Frédéric Druck: “La Belgique est leader mondial dans l’exportation de vaccins, c’est une chance inouïe”
La Belgique reste le premier pays au monde pour les exportations de vaccins avec quasi 22 milliards d’euros générés en 2023. Mais comment expliquer cette performance pour un si petit pays? Réponse avec Frédéric Druck, secrétaire général de bio.be/essenscia, la Fédération belge des Industries chimiques et des Sciences de la vie.
Trends Tendances. Comment expliquer le fait que la Belgique soit leader mondial dans l’exportation de vaccins?
Frédéric Druck. C’est une longue histoire, une longue tradition de collaboration qui existe entre des acteurs qui sont complémentaires et qui constituent ce qu’on appelle une chaîne de valeur, c’est-à-dire des gens qui vont développer de la science de base avec des académiques qui font de la recherche, et qui continuent aujourd’hui d’investir dans des outils très performants et de nouvelle génération. Après la Deuxième Guerre mondiale, des grands groupes se sont installés chez nous et ont commencé à développer ces recherches. Et la science a suivi, les académiques ont suivi, en mettant à disposition un certain nombre d’outils, avec tous les hôpitaux universitaires qui peuvent contribuer à cette chaîne de valeur. Et puis, à côté de l’académique, on a les industriels, qui eux sont très intéressés par reprendre cette science, pour en faire des produits et les mettre sur le marché, pour faire des vaccins préventifs et thérapeutiques. Donc, on a le modèle ancien avec les géants qui disposent de l’ensemble de la chaîne de valeur : les Pfizer, GSK, etc. Mais on a également – et ça, c’est une force de la Belgique – ce qu’on appelle les CDMO pour Contract and Development Manufacturing Organization, donc des organisations qui, sous contrat, développent et produisent pour des tiers. Et puis, il y a toute la logistique spécialisée.

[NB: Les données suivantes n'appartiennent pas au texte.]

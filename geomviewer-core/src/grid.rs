//! Unstructured grid data structures
//!
//! Volumetric datasets arrive as cells over a shared point set. The viewer
//! only ever draws surfaces, so the grid knows how to extract its boundary:
//! faces referenced by exactly one cell.

use crate::mesh::TriangleMesh;
use crate::point::*;
use serde::{Deserialize, Serialize};
use std::collections::HashMap;

/// Cell types of an unstructured grid, tagged with the VTK type codes
#[derive(Debug, Clone, Copy, PartialEq, Eq, Serialize, Deserialize)]
pub enum CellKind {
    Triangle,
    Quad,
    Tetra,
    Hexahedron,
    Wedge,
    Pyramid,
}

impl CellKind {
    /// Map a VTK cell type code to a kind, `None` for unsupported codes
    pub fn from_type_code(code: u8) -> Option<Self> {
        match code {
            5 => Some(Self::Triangle),
            9 => Some(Self::Quad),
            10 => Some(Self::Tetra),
            12 => Some(Self::Hexahedron),
            13 => Some(Self::Wedge),
            14 => Some(Self::Pyramid),
            _ => None,
        }
    }

    /// Number of points a cell of this kind references
    pub fn point_count(&self) -> usize {
        match self {
            Self::Triangle => 3,
            Self::Quad => 4,
            Self::Tetra => 4,
            Self::Hexahedron => 8,
            Self::Wedge => 6,
            Self::Pyramid => 5,
        }
    }

    /// Faces of a cell as index lists into its connectivity
    fn faces(&self) -> &'static [&'static [usize]] {
        match self {
            Self::Triangle => &[&[0, 1, 2]],
            Self::Quad => &[&[0, 1, 2, 3]],
            Self::Tetra => &[&[0, 2, 1], &[0, 1, 3], &[1, 2, 3], &[0, 3, 2]],
            Self::Hexahedron => &[
                &[0, 3, 2, 1],
                &[4, 5, 6, 7],
                &[0, 1, 5, 4],
                &[1, 2, 6, 5],
                &[2, 3, 7, 6],
                &[3, 0, 4, 7],
            ],
            Self::Wedge => &[&[0, 2, 1], &[3, 4, 5], &[0, 1, 4, 3], &[1, 2, 5, 4], &[2, 0, 3, 5]],
            Self::Pyramid => &[&[0, 3, 2, 1], &[0, 1, 4], &[1, 2, 4], &[2, 3, 4], &[3, 0, 4]],
        }
    }
}

/// A single grid cell: kind plus point indices
#[derive(Debug, Clone, Serialize, Deserialize)]
pub struct Cell {
    pub kind: CellKind,
    pub connectivity: Vec<usize>,
}

/// An unstructured grid of cells over a shared point set
#[derive(Debug, Clone, Serialize, Deserialize)]
pub struct UnstructuredGrid {
    pub points: Vec<Point3f>,
    pub cells: Vec<Cell>,
}

impl UnstructuredGrid {
    /// Create a new empty grid
    pub fn new() -> Self {
        Self {
            points: Vec::new(),
            cells: Vec::new(),
        }
    }

    /// Get the number of points
    pub fn point_count(&self) -> usize {
        self.points.len()
    }

    /// Get the number of cells
    pub fn cell_count(&self) -> usize {
        self.cells.len()
    }

    /// Check if the grid is empty
    pub fn is_empty(&self) -> bool {
        self.points.is_empty() || self.cells.is_empty()
    }

    /// Extract the boundary surface of the grid as a triangle mesh
    ///
    /// A face belongs to the boundary when exactly one cell references it.
    /// Quad faces are fan-triangulated. The full point set is carried over so
    /// face indices stay valid.
    pub fn boundary_surface(&self) -> TriangleMesh {
        let mut counts: HashMap<Vec<usize>, usize> = HashMap::new();
        for cell in &self.cells {
            for face in cell.kind.faces() {
                let mut key: Vec<usize> = face.iter().map(|&i| cell.connectivity[i]).collect();
                key.sort_unstable();
                *counts.entry(key).or_insert(0) += 1;
            }
        }

        let mut faces = Vec::new();
        for cell in &self.cells {
            for face in cell.kind.faces() {
                let indices: Vec<usize> = face.iter().map(|&i| cell.connectivity[i]).collect();
                let mut key = indices.clone();
                key.sort_unstable();
                if counts.get(&key).copied() != Some(1) {
                    continue;
                }
                for i in 1..indices.len() - 1 {
                    faces.push([indices[0], indices[i], indices[i + 1]]);
                }
            }
        }

        TriangleMesh::from_vertices_and_faces(self.points.clone(), faces)
    }
}

impl Default for UnstructuredGrid {
    fn default() -> Self {
        Self::new()
    }
}

/// A decoded geometric dataset: a surface mesh or a volumetric grid
#[derive(Debug, Clone)]
pub enum Dataset {
    Surface(TriangleMesh),
    Volume(UnstructuredGrid),
}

Nous avons, en Belgique, deux aéroports labellisés pour le transport de produits pharma et bio-pharma, à savoir Brussels Airport et Liège…
Mais cette position de leader de la Belgique est-elle due davantage à l’activité des grands groupes ou, justement, de ces nouveaux acteurs spécifiquement belges?

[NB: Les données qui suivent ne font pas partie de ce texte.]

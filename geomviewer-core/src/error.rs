//! Error types for geomviewer

use std::path::PathBuf;
use thiserror::Error;

/// Main error type for geomviewer operations
#[derive(Error, Debug)]
pub enum Error {
    #[error("I/O error: {0}")]
    Io(#[from] std::io::Error),

    #[error("Invalid data: {0}")]
    InvalidData(String),

    #[error("Unsupported format: {0}")]
    UnsupportedFormat(String),

    #[error("Failed to decode {format} file {path:?}: {message}")]
    Decode {
        path: PathBuf,
        format: &'static str,
        message: String,
    },

    #[error("Precondition violation: {0}")]
    PreconditionViolation(String),

    #[error("GPU error: {0}")]
    Gpu(String),

    #[error("Window error: {0}")]
    Window(String),
}

/// Result type alias for geomviewer operations
pub type Result<T> = std::result::Result<T, Error>;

Les grands groupes sont prédominants, mais n’oubliez pas que l’on parle aujourd’hui de la Belgique comme une «Vaccine Powerhouse», c’est-à-dire une plateforme mondiale de transit des vaccins parce que nous sommes outillés pour cela. C’est un métier pointu et c’est justement parce qu’on a cette expertise en Belgique que les grands groupes y font transiter leurs produits pour les distribuer dans le monde entier. Donc il y a une partie du business qui est dans l’import-export et puis une partie du business qui est produit ici de manière locale. On est quand même devant les États-Unis et l’Irlande en termes de volumes, c’est quand même dingue ! La Belgique est leader mondial, c’est une chance inouïe, car on a une mobilisation d’acteurs sur toute la chaîne de valeur.
Pour maintenir justement sa position de leader dans l’exportation de vaccins, que doit faire la Belgique ?
Pour que ça continue et que l’on garde cette connaissance et cette excellence dans toutes ces plateformes, il faut effectivement qu’il y ait des conditions nécessaires. C’est d’abord le fédéral qui doit maintenir tous les incitants fiscaux, c’est-à-dire la baisse de charges sur les chercheurs, la baisse de revenus sur la vente de produits qui ont été enregistrés en Belgique, etc. Tous ces mécanismes d’incitants fiscaux du fédéral, il faut les maintenir ! Parfois, certains les regardent en disant : «Tiens, finalement, c’est beaucoup d’argent qui part aux entreprises…» En Belgique, le pharma a investi quasiment 6 milliards en R&D l’année passée, mais le rendement est là en termes de retour ! Donc ça, ce sont les incitants au niveau fédéral. Et puis, vous avez évidemment tout ce qui est soutien de l’innovation dans les régions, avec les moyens nécessaires, les structures d’encadrement, mais surtout les moyens pour financer des projets de recherche qui pourraient être prometteurs et permettre à des acteurs de créer des écosystèmes. Il faut des choix politiques ambitieux pour préserver la compétitivité du secteur.